WHAT IS EXPECTED:
Among the lines below, tally those that hold "Some". Return the number and nothing more.

SOURCE MATERIAL:
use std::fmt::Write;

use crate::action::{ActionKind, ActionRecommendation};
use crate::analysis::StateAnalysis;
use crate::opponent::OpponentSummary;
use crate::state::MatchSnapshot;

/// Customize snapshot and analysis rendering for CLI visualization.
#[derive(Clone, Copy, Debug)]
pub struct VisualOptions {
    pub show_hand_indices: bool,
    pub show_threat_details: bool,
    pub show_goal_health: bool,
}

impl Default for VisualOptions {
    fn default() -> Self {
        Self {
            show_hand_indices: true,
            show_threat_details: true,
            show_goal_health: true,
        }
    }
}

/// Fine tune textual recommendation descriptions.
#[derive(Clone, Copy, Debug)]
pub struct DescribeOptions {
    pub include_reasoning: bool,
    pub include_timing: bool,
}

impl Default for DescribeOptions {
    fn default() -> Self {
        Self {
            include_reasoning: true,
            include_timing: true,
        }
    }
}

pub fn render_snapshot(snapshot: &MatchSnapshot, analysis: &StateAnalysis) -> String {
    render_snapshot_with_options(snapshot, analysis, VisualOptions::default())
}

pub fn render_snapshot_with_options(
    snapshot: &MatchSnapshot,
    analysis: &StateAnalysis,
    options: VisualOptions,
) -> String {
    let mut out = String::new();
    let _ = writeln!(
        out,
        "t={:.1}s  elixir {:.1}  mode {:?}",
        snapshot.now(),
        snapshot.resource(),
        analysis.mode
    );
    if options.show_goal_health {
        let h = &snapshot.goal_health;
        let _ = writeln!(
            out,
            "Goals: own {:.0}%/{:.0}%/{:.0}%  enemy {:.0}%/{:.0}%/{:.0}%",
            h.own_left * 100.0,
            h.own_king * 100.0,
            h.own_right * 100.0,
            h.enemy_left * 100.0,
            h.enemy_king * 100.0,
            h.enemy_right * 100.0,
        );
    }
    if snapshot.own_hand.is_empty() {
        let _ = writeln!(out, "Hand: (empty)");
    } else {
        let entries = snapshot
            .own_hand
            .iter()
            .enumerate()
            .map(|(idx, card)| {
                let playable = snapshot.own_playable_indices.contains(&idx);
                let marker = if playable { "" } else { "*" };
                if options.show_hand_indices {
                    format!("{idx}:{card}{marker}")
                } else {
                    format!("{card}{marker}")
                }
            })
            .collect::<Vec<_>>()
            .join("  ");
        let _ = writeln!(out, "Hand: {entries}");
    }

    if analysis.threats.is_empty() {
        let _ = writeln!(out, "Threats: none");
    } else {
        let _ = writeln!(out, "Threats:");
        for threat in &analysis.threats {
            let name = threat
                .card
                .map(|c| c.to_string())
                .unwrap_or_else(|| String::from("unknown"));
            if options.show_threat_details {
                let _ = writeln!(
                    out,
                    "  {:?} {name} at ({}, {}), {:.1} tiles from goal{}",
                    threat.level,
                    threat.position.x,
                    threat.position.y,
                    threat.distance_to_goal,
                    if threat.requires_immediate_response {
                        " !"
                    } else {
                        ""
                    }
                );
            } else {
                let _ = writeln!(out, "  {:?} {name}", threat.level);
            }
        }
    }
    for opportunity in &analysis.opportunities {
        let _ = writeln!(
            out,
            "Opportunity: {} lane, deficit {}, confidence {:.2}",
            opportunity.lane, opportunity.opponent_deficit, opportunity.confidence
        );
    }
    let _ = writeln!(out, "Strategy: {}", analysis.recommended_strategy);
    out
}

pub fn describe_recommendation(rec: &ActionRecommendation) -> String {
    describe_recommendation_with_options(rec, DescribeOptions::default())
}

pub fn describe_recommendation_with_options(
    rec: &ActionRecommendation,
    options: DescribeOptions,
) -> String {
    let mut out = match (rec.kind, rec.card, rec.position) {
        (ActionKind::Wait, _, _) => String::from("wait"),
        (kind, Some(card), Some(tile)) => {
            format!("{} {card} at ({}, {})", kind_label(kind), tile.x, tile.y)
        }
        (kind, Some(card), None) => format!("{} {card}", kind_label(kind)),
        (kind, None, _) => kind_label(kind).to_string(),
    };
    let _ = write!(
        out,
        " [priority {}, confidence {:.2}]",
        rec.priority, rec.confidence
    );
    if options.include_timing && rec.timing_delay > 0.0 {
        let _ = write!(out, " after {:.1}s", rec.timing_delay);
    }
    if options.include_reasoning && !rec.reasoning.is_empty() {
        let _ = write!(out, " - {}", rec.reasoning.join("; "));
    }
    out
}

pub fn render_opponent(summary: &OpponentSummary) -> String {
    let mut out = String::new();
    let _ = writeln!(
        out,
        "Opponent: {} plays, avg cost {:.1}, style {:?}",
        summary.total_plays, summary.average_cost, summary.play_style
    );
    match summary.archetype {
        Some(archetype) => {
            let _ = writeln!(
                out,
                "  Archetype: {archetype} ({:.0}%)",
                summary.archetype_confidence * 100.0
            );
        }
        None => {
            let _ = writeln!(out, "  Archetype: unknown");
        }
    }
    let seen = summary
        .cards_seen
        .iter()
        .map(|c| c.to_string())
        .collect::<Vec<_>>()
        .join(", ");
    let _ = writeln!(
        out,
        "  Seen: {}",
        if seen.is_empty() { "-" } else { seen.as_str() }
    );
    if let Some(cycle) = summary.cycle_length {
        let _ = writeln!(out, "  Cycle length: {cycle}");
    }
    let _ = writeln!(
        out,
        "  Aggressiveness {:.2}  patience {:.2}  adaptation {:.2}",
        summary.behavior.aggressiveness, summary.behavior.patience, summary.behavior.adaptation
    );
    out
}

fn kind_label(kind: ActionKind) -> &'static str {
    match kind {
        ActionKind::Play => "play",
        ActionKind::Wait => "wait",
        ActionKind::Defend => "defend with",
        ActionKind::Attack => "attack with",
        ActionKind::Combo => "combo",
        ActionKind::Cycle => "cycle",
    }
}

==

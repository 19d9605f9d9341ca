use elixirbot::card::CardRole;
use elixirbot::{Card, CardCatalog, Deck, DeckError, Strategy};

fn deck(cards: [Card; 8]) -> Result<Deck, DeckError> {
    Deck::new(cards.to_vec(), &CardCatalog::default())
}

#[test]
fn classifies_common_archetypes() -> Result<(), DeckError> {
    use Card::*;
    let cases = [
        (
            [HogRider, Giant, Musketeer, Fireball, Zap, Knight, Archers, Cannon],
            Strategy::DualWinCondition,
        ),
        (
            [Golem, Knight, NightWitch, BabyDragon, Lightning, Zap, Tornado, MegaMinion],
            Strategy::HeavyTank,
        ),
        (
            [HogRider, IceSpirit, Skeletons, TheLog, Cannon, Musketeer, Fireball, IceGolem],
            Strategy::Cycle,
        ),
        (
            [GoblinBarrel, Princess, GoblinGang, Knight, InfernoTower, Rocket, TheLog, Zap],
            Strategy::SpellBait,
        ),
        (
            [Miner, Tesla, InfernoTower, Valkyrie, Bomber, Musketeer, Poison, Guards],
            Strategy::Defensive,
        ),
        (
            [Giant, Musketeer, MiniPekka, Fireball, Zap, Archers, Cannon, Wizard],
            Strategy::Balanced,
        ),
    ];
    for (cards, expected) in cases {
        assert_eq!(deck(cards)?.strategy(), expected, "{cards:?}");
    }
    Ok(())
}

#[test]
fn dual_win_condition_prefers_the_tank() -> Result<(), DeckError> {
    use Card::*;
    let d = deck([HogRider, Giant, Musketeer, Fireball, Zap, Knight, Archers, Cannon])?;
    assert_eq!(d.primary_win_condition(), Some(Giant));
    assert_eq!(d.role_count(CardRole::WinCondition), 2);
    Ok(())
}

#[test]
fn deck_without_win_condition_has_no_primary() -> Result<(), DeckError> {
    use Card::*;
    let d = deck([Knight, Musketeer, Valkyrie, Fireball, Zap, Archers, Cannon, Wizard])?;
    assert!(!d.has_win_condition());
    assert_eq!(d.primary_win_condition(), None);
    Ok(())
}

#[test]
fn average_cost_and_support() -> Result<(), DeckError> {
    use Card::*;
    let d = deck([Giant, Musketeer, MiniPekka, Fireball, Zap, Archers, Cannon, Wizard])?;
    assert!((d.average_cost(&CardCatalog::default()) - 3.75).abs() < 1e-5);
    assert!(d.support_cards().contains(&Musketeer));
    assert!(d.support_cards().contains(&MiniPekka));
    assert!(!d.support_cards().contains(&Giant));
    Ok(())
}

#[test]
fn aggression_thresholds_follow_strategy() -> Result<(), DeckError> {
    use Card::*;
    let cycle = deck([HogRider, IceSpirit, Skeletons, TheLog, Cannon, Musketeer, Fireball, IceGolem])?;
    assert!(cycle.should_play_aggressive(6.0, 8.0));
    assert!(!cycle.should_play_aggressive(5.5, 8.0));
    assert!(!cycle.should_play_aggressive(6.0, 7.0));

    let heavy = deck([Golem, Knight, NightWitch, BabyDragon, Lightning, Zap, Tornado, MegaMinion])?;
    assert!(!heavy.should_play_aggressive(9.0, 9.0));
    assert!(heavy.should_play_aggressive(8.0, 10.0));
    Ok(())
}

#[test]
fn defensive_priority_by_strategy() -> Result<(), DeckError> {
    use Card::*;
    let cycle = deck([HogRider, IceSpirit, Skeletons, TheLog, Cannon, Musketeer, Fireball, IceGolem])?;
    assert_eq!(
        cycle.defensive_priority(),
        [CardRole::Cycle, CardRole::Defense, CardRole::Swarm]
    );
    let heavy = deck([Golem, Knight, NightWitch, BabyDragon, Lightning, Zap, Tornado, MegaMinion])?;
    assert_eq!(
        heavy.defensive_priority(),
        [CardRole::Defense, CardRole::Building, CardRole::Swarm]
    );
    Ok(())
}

REPLY:
5